Start of GIVEN RECORDS
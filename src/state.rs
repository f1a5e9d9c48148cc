use std::sync::Arc;

use crate::config::AppConfig;
use crate::database::Store;

/// Shared by every handler. The store is opened once at startup and
/// dropped (after the pool is closed) at shutdown.
#[derive(Clone)]
pub struct AppState {
    pub store: Arc<dyn Store>,
    pub config: Arc<AppConfig>,
}

impl AppState {
    pub fn new(store: Arc<dyn Store>, config: AppConfig) -> Self {
        Self {
            store,
            config: Arc::new(config),
        }
    }
}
End of GIVEN RECORDS
YOUR OBJECTIVE
Take the entries above and transcribe them exactly.

WRITTEN RESPONSE
filename src/state.rs
repository f1a5e9d9c48148cc
use std::sync::Arc;

use crate::config::AppConfig;
use crate::database::Store;

/// Shared by every handler. The store is opened once at startup and
/// dropped (after the pool is closed) at shutdown.
#[derive(Clone)]
pub struct AppState {
    pub store: Arc<dyn Store>,
    pub config: Arc<AppConfig>,
}

impl AppState {
    pub fn new(store: Arc<dyn Store>, config: AppConfig) -> Self {
        Self {
            store,
            config: Arc::new(config),
        }
    }
}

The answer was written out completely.